Fadolmidine

Clinical data
- Other names: MPV-2426; Radolmidine
- ATC code: none;

Legal status
- Legal status: Not approved;

Identifiers
- IUPAC name N-[4-(acridin-9-ylamino)phenyl]-2-phenylacetamide;
- CAS Number: 189353-32-0;
- PubChem CID: 44336989;
- ChemSpider: 23192404;
- UNII: S3709T25V6;
- ChEMBL: ChEMBL325311;

Chemical and physical data
- Formula: C_{13}H_{14}N_{2}O
- Molar mass: 214.268 g·mol^{−1}
- 3D model (JSmol): Interactive image;
- SMILES C1=CC=C(C=C1)CC(=O)NC2=CC=C(C=C2)NC3=C4C=CC=CC4=NC5=CC=CC=C53;
- InChI InChI=1S/C27H21N3O/c31-26(18-19-8-2-1-3-9-19)28-20-14-16-21(17-15-20)29-27-22-10-4-6-12-24(22)30-25-13-7-5-11-23(25)27/h1-17H,18H2,(H,28,31)(H,29,30); Key:KFOZTMBTDOTLMI-UHFFFAOYSA-N;

= Fadolmidine =

Experimental drug

Fadolmidine (development code MPV-2426) is an experimental α_{2} adrenergic receptor agonist that has been investigated as a spinal analgesic. It was developed with the aim of providing antinociceptive effects with reduced systemic side effects compared to other α_{2} agonists.

== Pharmacology ==
Fadolmidine acts as a selective α_{2} adrenergic receptor agonist, a receptor class associated with modulation of nociceptive signalling.

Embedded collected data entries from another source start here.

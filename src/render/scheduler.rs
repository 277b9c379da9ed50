/// Host hook for "call me again on the next display refresh".
///
/// The renderer calls [`FrameScheduler::request_frame`] at most once per tick; the host is
/// expected to invoke [`crate::RibbonRenderer::tick`] once for every request it honours.
pub trait FrameScheduler {
    fn request_frame(&mut self);
}

/// Counting scheduler for headless hosts and tests.
#[derive(Clone, Copy, Debug, Default, PartialEq, Eq)]
pub struct FrameQueue {
    pending: u64,
    requested_total: u64,
}

impl FrameQueue {
    pub fn new() -> Self {
        Self::default()
    }

    /// Outstanding requests not yet consumed by [`FrameQueue::take`].
    pub fn pending(&self) -> u64 {
        self.pending
    }

    /// Requests ever made.
    pub fn requested_total(&self) -> u64 {
        self.requested_total
    }

    /// Consume one pending request; `false` when none is pending.
    pub fn take(&mut self) -> bool {
        if self.pending == 0 {
            return false;
        }
        self.pending -= 1;
        true
    }
}

impl FrameScheduler for FrameQueue {
    fn request_frame(&mut self) {
        self.pending = self.pending.saturating_add(1);
        self.requested_total = self.requested_total.saturating_add(1);
    }
}
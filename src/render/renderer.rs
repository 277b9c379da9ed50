use crate::{
    curve::{config::RibbonConfig, seed::SeedState, vertical::VerticalEvaluator},
    foundation::{
        core::{FrameIndex, Point, ViewportGeometry},
        error::RibbonResult,
    },
    render::{
        scheduler::FrameScheduler,
        surface::{DrawSurface, StrokeStyle},
    },
};

/// Safety and motion knobs of a [`RibbonRenderer`].
#[derive(Clone, Debug, PartialEq, serde::Serialize, serde::Deserialize)]
#[serde(default, deny_unknown_fields)]
pub struct RendererOpts {
    /// When false the renderer draws once per resize and never schedules frames.
    pub motion: bool,
    /// Device pixel ratios above this are clamped.
    pub max_dpr: f64,
    /// CSS heights above this are clamped.
    pub max_height: f64,
    /// Clamped heights above this draw only every `skip_frames + 1`-th frame.
    pub skip_threshold: f64,
    pub skip_frames: u32,
}

impl Default for RendererOpts {
    fn default() -> Self {
        Self {
            motion: true,
            max_dpr: 2.0,
            max_height: 5000.0,
            skip_threshold: 3000.0,
            skip_frames: 1,
        }
    }
}

/// Monotonic animation time, advanced by a fixed step once per tick.
#[derive(Clone, Copy, Debug, Default, PartialEq)]
pub struct AnimationClock {
    time: f64,
}

impl AnimationClock {
    pub fn time(self) -> f64 {
        self.time
    }

    pub fn advance(&mut self, step: f64) {
        self.time += step;
    }
}

/// Result of [`RibbonRenderer::resize`].
#[derive(Clone, Copy, Debug, PartialEq)]
pub enum ResizeOutcome {
    /// The measured size cannot be drawn into; the renderer stays idle.
    Rejected,
    Ready {
        /// Backing buffer size in device pixels.
        buffer: (u32, u32),
        /// Whether the height was clamped to [`RendererOpts::max_height`].
        clamped: bool,
        /// Frames skipped between draws (0 draws every frame).
        skip_frames: u32,
    },
}

/// Result of one [`RibbonRenderer::tick`].
#[derive(Clone, Copy, Debug, PartialEq, Eq)]
pub enum FrameOutcome {
    /// No usable geometry; nothing drawn and no frame scheduled.
    Idle,
    /// The frame was drawn.
    Drawn,
    /// Throttled: the clock advanced but nothing was drawn.
    Skipped,
}

/// One mounted ribbon animation.
///
/// Owns its seed, clock and geometry cache, so several renderers can coexist. The host feeds it
/// sizes through [`RibbonRenderer::resize`] and drives it through [`RibbonRenderer::tick`].
pub struct RibbonRenderer {
    cfg: RibbonConfig,
    seed: SeedState,
    opts: RendererOpts,

    viewport: Option<ViewportGeometry>,
    offsets: Vec<f64>,
    clock: AnimationClock,
    frame_count: u64,
    skip_frames: u32,
    running: bool,
    initialized: bool,
    draw_count: u64,
    /// A frame for the current geometry has been presented.
    frame_ready: bool,

    scratch: Vec<Point>,
}

impl RibbonRenderer {
    pub fn new(cfg: RibbonConfig, seed: SeedState, opts: RendererOpts) -> RibbonResult<Self> {
        cfg.validate()?;
        Ok(Self {
            cfg,
            seed,
            opts,
            viewport: None,
            offsets: Vec::new(),
            clock: AnimationClock::default(),
            frame_count: 0,
            skip_frames: 0,
            running: false,
            initialized: false,
            draw_count: 0,
            frame_ready: false,
            scratch: Vec::new(),
        })
    }

    pub fn config(&self) -> &RibbonConfig {
        &self.cfg
    }

    pub fn seed(&self) -> &SeedState {
        &self.seed
    }

    /// Set once the renderer has mounted on a drawable surface.
    pub fn is_initialized(&self) -> bool {
        self.initialized
    }

    pub fn is_running(&self) -> bool {
        self.running
    }

    pub fn time(&self) -> f64 {
        self.clock.time()
    }

    /// Ticks received while geometry was usable.
    pub fn frame_count(&self) -> u64 {
        self.frame_count
    }

    /// Full redraws performed so far.
    pub fn draw_count(&self) -> u64 {
        self.draw_count
    }

    /// Whether the surface holds a frame drawn at the current geometry.
    pub fn has_frame(&self) -> bool {
        self.frame_ready
    }

    pub fn skip_frames(&self) -> u32 {
        self.skip_frames
    }

    /// The clamped CSS geometry currently drawn into.
    pub fn viewport(&self) -> Option<ViewportGeometry> {
        self.viewport
    }

    pub fn strand_offsets(&self) -> &[f64] {
        &self.offsets
    }

    /// Recompute geometry from a fresh measurement.
    ///
    /// Overwrites whatever an in-flight frame would have read; the next tick uses the new values.
    #[tracing::instrument(skip(self, surface))]
    pub fn resize(
        &mut self,
        measured: ViewportGeometry,
        surface: &mut dyn DrawSurface,
    ) -> RibbonResult<ResizeOutcome> {
        self.frame_ready = false;
        let dpr = if measured.dpr.is_finite() && measured.dpr > 0.0 {
            measured.dpr.min(self.opts.max_dpr)
        } else {
            1.0
        };

        if !measured.is_drawable() {
            tracing::warn!(
                width = measured.width,
                height = measured.height,
                "ribbon surface dimensions are invalid"
            );
            self.viewport = None;
            return Ok(ResizeOutcome::Rejected);
        }

        let mut height = measured.height;
        let clamped = height > self.opts.max_height;
        if clamped {
            tracing::warn!(
                height,
                max = self.opts.max_height,
                "ribbon surface height exceeds maximum; limiting for performance"
            );
            height = self.opts.max_height;
        }

        let geometry = ViewportGeometry::new(measured.width, height, dpr);
        let buffer = geometry.buffer_size();
        if buffer.0 == 0 || buffer.1 == 0 {
            tracing::warn!(?buffer, "ribbon backing buffer would be empty");
            self.viewport = None;
            return Ok(ResizeOutcome::Rejected);
        }

        self.skip_frames = if height > self.opts.skip_threshold {
            self.opts.skip_frames
        } else {
            0
        };
        tracing::debug!(?buffer, skip_frames = self.skip_frames, "ribbon resized");

        surface.resize(buffer.0, buffer.1, dpr)?;
        self.viewport = Some(geometry);
        self.offsets = self.cfg.strand_offsets();

        if !self.opts.motion {
            self.draw(surface)?;
        }

        Ok(ResizeOutcome::Ready {
            buffer,
            clamped,
            skip_frames: self.skip_frames,
        })
    }

    /// Mount: mark the renderer initialized and schedule the first frame.
    ///
    /// Returns `false` (and stays idle) while no drawable geometry is known.
    pub fn start(&mut self, scheduler: &mut dyn FrameScheduler) -> bool {
        if self.viewport.is_none() {
            return false;
        }
        self.initialized = true;
        if self.opts.motion && !self.running {
            self.running = true;
            scheduler.request_frame();
        }
        true
    }

    /// Turn motion on or off from outside.
    ///
    /// Turning it off lets the next tick draw one last frame at the current clock and stop.
    /// Turning it back on resumes a stopped, mounted renderer by requesting a frame.
    pub fn set_motion(&mut self, enabled: bool, scheduler: &mut dyn FrameScheduler) {
        self.opts.motion = enabled;
        if enabled && self.initialized && !self.running && self.viewport.is_some() {
            self.running = true;
            scheduler.request_frame();
        }
    }

    /// One frame callback.
    ///
    /// Draws on frames selected by the skip factor, advances the clock on every tick while motion
    /// is enabled, and reschedules itself through `scheduler`.
    pub fn tick(
        &mut self,
        surface: &mut dyn DrawSurface,
        scheduler: &mut dyn FrameScheduler,
    ) -> RibbonResult<FrameOutcome> {
        if self.viewport.is_none() {
            self.running = false;
            return Ok(FrameOutcome::Idle);
        }

        self.frame_count += 1;
        let should_draw =
            self.skip_frames == 0 || self.frame_count % (u64::from(self.skip_frames) + 1) == 0;

        if should_draw {
            self.draw(surface)?;
        }

        if self.opts.motion {
            self.clock.advance(self.cfg.time_speed);
            self.running = true;
            scheduler.request_frame();
        } else {
            self.running = false;
        }

        Ok(if should_draw {
            FrameOutcome::Drawn
        } else {
            FrameOutcome::Skipped
        })
    }

    /// Index the next tick will get.
    pub fn next_frame_index(&self) -> FrameIndex {
        FrameIndex(self.frame_count)
    }

    /// Clear and stroke every strand at the current clock value.
    ///
    /// The clock only moves while motion is on, so a stopped renderer redraws the frame it
    /// stopped on.
    pub fn draw(&mut self, surface: &mut dyn DrawSurface) -> RibbonResult<()> {
        let Some(viewport) = self.viewport else {
            return Ok(());
        };

        let ev = VerticalEvaluator::new(
            &self.cfg,
            &self.seed,
            self.clock.time(),
            viewport.width,
            viewport.height,
        );

        surface.clear()?;
        let mut pts = std::mem::take(&mut self.scratch);
        for i in 0..self.offsets.len() {
            let style = StrokeStyle {
                color: self.cfg.gradient.color_at(ev.strand_gradient_t(i)),
                width: self.cfg.line_width,
            };
            ev.strand_polyline(i, &mut pts);
            surface.stroke_polyline(&pts, &style)?;
        }
        self.scratch = pts;
        surface.present()?;
        self.draw_count += 1;
        self.frame_ready = true;
        Ok(())
    }
}

#[cfg(test)]
#[path = "../../tests/unit/render/renderer.rs"]
mod tests;
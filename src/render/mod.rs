/// vello_cpu raster surface.
pub mod cpu;
/// Headless frame driving.
pub mod pipeline;
/// Animated canvas renderer.
pub mod renderer;
/// Frame scheduling hooks.
pub mod scheduler;
/// Frame sinks (in-memory, PNG sequence).
pub mod sink;
/// Drawing surface abstraction.
pub mod surface;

A 2004 review described preclinical evidence of spinal antinociceptive effects in laboratory models and suggested a reduced propensity for sedation compared with systemic α_{2} agonists.

== Development ==
The compound was developed under the code MPV-2426. As of 2025, it has no approved medical indication and has not advanced to late-stage clinical development.

== Chemistry ==
Fadolmidine is an imidazole-derived compound structurally related to other α_{2} agonists such as medetomidine and dexmedetomidine.